(…) Buscaba un aeroplano en dirección errónea; zumbando apareció éste cual guión en el azul abismal. Flotaba el trueno en la atmósfera, y a su espalda, en alguna parte, agitábase un hormigueo eléctrico.
Repitió el toro su vuelta al ruedo con paso que, si bien ligeramente más rápido, seguía conservando su constante mesura, y sólo se desvió una vez cuando un inquieto perrito le ladró y le hizo olvidar adónde iba.
Irguióse Yvonne, se quitó el sombrero y comenzó a polvearse la nariz atisbando por el traidor espejo de la polvera esmaltada. Éste le recordó que apenas hacía cinco minutos había estado llorando, y logró ver, por encima de su hombro, el Popocatépetl.

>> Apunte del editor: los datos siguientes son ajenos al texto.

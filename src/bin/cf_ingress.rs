use std::{path::PathBuf, process::ExitCode};

use clap::{error::ErrorKind, Parser, Subcommand};
use tracing::debug;

#[derive(Parser, Debug)]
#[command(version, about = "Add or remove cloudflared ingress routes")]
struct Args {
    /// cloudflared config file; created if missing
    config_path: PathBuf,
    #[command(subcommand)]
    action: Action,
    /// Log more detail to stderr (-v info, -vv debug, -vvv trace)
    #[arg(short, long, action = clap::ArgAction::Count, global = true)]
    verbose: u8,
}

#[derive(Subcommand, Debug)]
enum Action {
    /// Route a hostname to a service, replacing any existing route for it
    Add { hostname: String, service: String },
    /// Remove every route for a hostname
    Remove { hostname: String },
}

fn main() -> ExitCode {
    let args = match Args::try_parse() {
        Ok(args) => args,
        Err(err) => return usage(err),
    };

    init_tracing(args.verbose);
    debug!(?args, "Parsed arguments");

    match run(args) {
        Ok(()) => ExitCode::SUCCESS,
        Err(err) => {
            eprintln!("error: {err}");
            ExitCode::FAILURE
        }
    }
}

fn run(Args {
    config_path,
    action,
    ..
}: Args) -> Result<(), cf_ingress::Error> {
    match action {
        Action::Add { hostname, service } => {
            cf_ingress::upsert_route(&config_path, &hostname, &service)?;
            println!("Added route: {hostname} -> {service}");
        }
        Action::Remove { hostname } => {
            cf_ingress::remove_route(&config_path, &hostname)?;
            println!("Removed route: {hostname}");
        }
    }
    Ok(())
}

/// Help and version exit 0; any other parse failure prints usage to stdout
/// and exits 1 without touching the config file.
fn usage(err: clap::Error) -> ExitCode {
    match err.kind() {
        ErrorKind::DisplayHelp | ErrorKind::DisplayVersion => {
            let _ = err.print();
            ExitCode::SUCCESS
        }
        _ => {
            print!("{}", err.render());
            ExitCode::FAILURE
        }
    }
}

/// 0 (default): `RUST_LOG`, or warnings only. 1: info. 2: debug. 3+: trace.
fn init_tracing(verbose: u8) {
    use tracing_subscriber::{fmt, prelude::*, EnvFilter};

    let filter = match verbose {
        0 => EnvFilter::try_from_default_env().unwrap_or_else(|_| EnvFilter::new("warn")),
        1 => EnvFilter::new("info"),
        2 => EnvFilter::new("debug"),
        _ => EnvFilter::new("trace"),
    };

    if let Err(err) = tracing_subscriber::registry()
        .with(fmt::layer().with_writer(std::io::stderr))
        .with(filter)
        .try_init()
    {
        eprintln!("warning: failed to initialize logging: {err}");
    }
}
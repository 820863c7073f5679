use std::path::Path;

use serde_yaml::{Mapping, Value};

use crate::Error;

/// Service of the fallback rule cloudflared requires at the end of `ingress`.
pub const CATCH_ALL_SERVICE: &str = "http_status:404";

const INGRESS_KEY: &str = "ingress";

/// Surfaces to callers only as the message inside [`Error::Parse`].
#[derive(thiserror::Error, Debug)]
#[error("invalid ingress rule: {0}")]
pub struct InvalidRule(String);

/// Rule shape as it appears on disk, before the hostname/service checks.
#[derive(serde::Serialize, serde::Deserialize)]
pub struct UnvalidatedIngressRule {
    #[serde(default, skip_serializing_if = "Option::is_none")]
    hostname: Option<String>,
    #[serde(default, skip_serializing_if = "Option::is_none")]
    path: Option<String>,
    #[serde(default, skip_serializing_if = "Option::is_none")]
    service: Option<String>,
    #[serde(flatten)]
    extra: Mapping,
}

/// A rule routing one hostname to a service.
#[derive(Clone, Debug, PartialEq)]
pub struct Route {
    pub hostname: String,
    pub path: Option<String>,
    pub service: String,
    /// Keys this tool doesn't interpret, e.g. `originRequest`.
    pub extra: Mapping,
}

/// A rule without a hostname. Matches every request that reaches it.
#[derive(Clone, Debug, PartialEq)]
pub struct CatchAll {
    pub path: Option<String>,
    pub service: String,
    pub extra: Mapping,
}

#[derive(Clone, Debug, PartialEq, serde::Serialize, serde::Deserialize)]
#[serde(try_from = "UnvalidatedIngressRule", into = "UnvalidatedIngressRule")]
pub enum IngressRule {
    Route(Route),
    CatchAll(CatchAll),
}

impl IngressRule {
    pub fn route(hostname: &str, service: &str) -> Self {
        IngressRule::Route(Route {
            hostname: hostname.to_owned(),
            path: None,
            service: service.to_owned(),
            extra: Mapping::new(),
        })
    }

    /// The `{service: http_status:404}` fallback.
    pub fn catch_all() -> Self {
        IngressRule::CatchAll(CatchAll {
            path: None,
            service: CATCH_ALL_SERVICE.to_owned(),
            extra: Mapping::new(),
        })
    }

    pub fn hostname(&self) -> Option<&str> {
        match self {
            IngressRule::Route(route) => Some(&route.hostname),
            IngressRule::CatchAll(_) => None,
        }
    }

    pub fn service(&self) -> &str {
        match self {
            IngressRule::Route(route) => &route.service,
            IngressRule::CatchAll(catch_all) => &catch_all.service,
        }
    }
}

impl TryFrom<UnvalidatedIngressRule> for IngressRule {
    type Error = InvalidRule;

    fn try_from(rule: UnvalidatedIngressRule) -> Result<Self, Self::Error> {
        let UnvalidatedIngressRule {
            hostname,
            path,
            service,
            extra,
        } = rule;

        let Some(service) = service else {
            return Err(InvalidRule(match hostname {
                Some(hostname) => format!("rule for {hostname} has no service"),
                None => "catch-all rule has no service".to_owned(),
            }));
        };

        Ok(match hostname {
            Some(hostname) => IngressRule::Route(Route {
                hostname,
                path,
                service,
                extra,
            }),
            None => IngressRule::CatchAll(CatchAll {
                path,
                service,
                extra,
            }),
        })
    }
}

impl From<IngressRule> for UnvalidatedIngressRule {
    fn from(rule: IngressRule) -> Self {
        match rule {
            IngressRule::Route(Route {
                hostname,
                path,
                service,
                extra,
            }) => UnvalidatedIngressRule {
                hostname: Some(hostname),
                path,
                service: Some(service),
                extra,
            },
            IngressRule::CatchAll(CatchAll {
                path,
                service,
                extra,
            }) => UnvalidatedIngressRule {
                hostname: None,
                path,
                service: Some(service),
                extra,
            },
        }
    }
}

/// A cloudflared config file.
///
/// Only `ingress` is interpreted. Every other top-level key (`tunnel`,
/// `credentials-file`, `warp-routing`, ...) is carried through untouched and
/// keeps its position in the document.
#[derive(Clone, Debug, Default, PartialEq)]
pub struct LocalConfig {
    // Still holds the original `ingress` value, which pins the key's position.
    settings: Mapping,
    ingress: Vec<IngressRule>,
}

impl LocalConfig {
    pub fn from_yaml_str(contents: &str) -> Result<Self, Error> {
        Self::parse(Path::new("<inline>"), contents)
    }

    /// Parses `contents`, attributing errors to `path`.
    ///
    /// Blank, comment-only or `null` documents are treated as an empty config.
    pub fn parse(path: &Path, contents: &str) -> Result<Self, Error> {
        let parse_error = |source| Error::Parse {
            path: path.to_path_buf(),
            source,
        };

        if contents
            .lines()
            .map(str::trim)
            .all(|line| line.is_empty() || line.starts_with('#'))
        {
            return Ok(Self::default());
        }

        let settings = match serde_yaml::from_str::<Value>(contents).map_err(parse_error)? {
            Value::Null => return Ok(Self::default()),
            Value::Mapping(settings) => settings,
            _ => {
                return Err(Error::NotAMapping {
                    path: path.to_path_buf(),
                })
            }
        };

        let ingress = match settings.get(INGRESS_KEY) {
            None | Some(Value::Null) => Vec::new(),
            Some(value) => serde_yaml::from_value(value.clone()).map_err(parse_error)?,
        };

        Ok(LocalConfig { settings, ingress })
    }

    pub fn to_yaml_string(&self) -> Result<String, Error> {
        let mut document = self.settings.clone();
        document.insert(
            Value::String(INGRESS_KEY.to_owned()),
            serde_yaml::to_value(&self.ingress)?,
        );
        Ok(serde_yaml::to_string(&document)?)
    }

    pub fn rules(&self) -> &[IngressRule] {
        &self.ingress
    }

    /// Replaces every rule for `hostname` with a single route placed first.
    pub fn upsert(&mut self, hostname: &str, service: &str) {
        self.remove(hostname);
        self.ingress.insert(0, IngressRule::route(hostname, service));
    }

    /// Drops every rule for `hostname`, returning how many were removed.
    pub fn remove(&mut self, hostname: &str) -> usize {
        let before = self.ingress.len();
        self.ingress.retain(|rule| rule.hostname() != Some(hostname));
        before - self.ingress.len()
    }

    /// Leaves exactly one `http_status:404` rule, at the end.
    ///
    /// Any rule whose service is `http_status:404` is dropped first, named or not.
    pub fn normalize(&mut self) {
        self.ingress.retain(|rule| rule.service() != CATCH_ALL_SERVICE);
        self.ingress.push(IngressRule::catch_all());
    }
}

¡Los volcanes! ¡Qué sentimental podía uno ponerse con ellos! Ahora se trataba del “volcán”; porque en cualquier posición que colocara el espejo, no podía ver al pobre Ixta, el cual, eclipsado, había desaparecido, mientras que el Popocatépetl, al reflejarse en el espejo, parecía más bello aún en su cúspide que brillaba contra un fondo de nubes apiñadas. Yvonne pasó un dedo sobre su mejilla y bajo uno de sus párpados. También había sido estúpido llorar frente a aquel hombrecillo que, ante la puerta de ‘Las Novedades’, le había dicho que eran, “según el reloj, las tres y media”, y luego que era imposible telefonear porque el doctor Figueroa se había ido a Xiutepec… —A la maldita arena, pues—había dicho el Cónsul con furia, e Yvonne había llorado. Lo cual resultaba casi tan estúpido como haber vuelto la espalda esa tarde, no al ver sangre, sino ante la simple sospecha de que existiese. Sin embargo, su debilidad consistía en eso, y recordaba aquel perro que yacía agonizante en una calle de Honolulú en medio de riachuelos de sangre que listaban el pavimento, y había deseado ayudarlo, pero en vez de ello, se desmayó, aunque sólo por un minuto y, como luego fue tal su desánimo al encontrarse allí, recostada y solo en la acera —¿qué tal si alguien la había visto?— se marchó rápidamente sin decir nada, sólo para verse perseguida por el recuerdo de la infeliz criatura abandonada, así que en una ocasión… pero, ¿para qué pensar en aquello? Además, ¿no había hecho cuanto le fue posible? No era —claro está— como si hubiesen entrado al jaripeo sin asegurarse antes de que no había teléfono. ¡Y aunque lo hubiese habido!
Según lo pudo entender (…)
Malcom Lowry, Bajo el volcán, Traducción: Raúl Ortiz y Ortiz, México, ERA, 1964.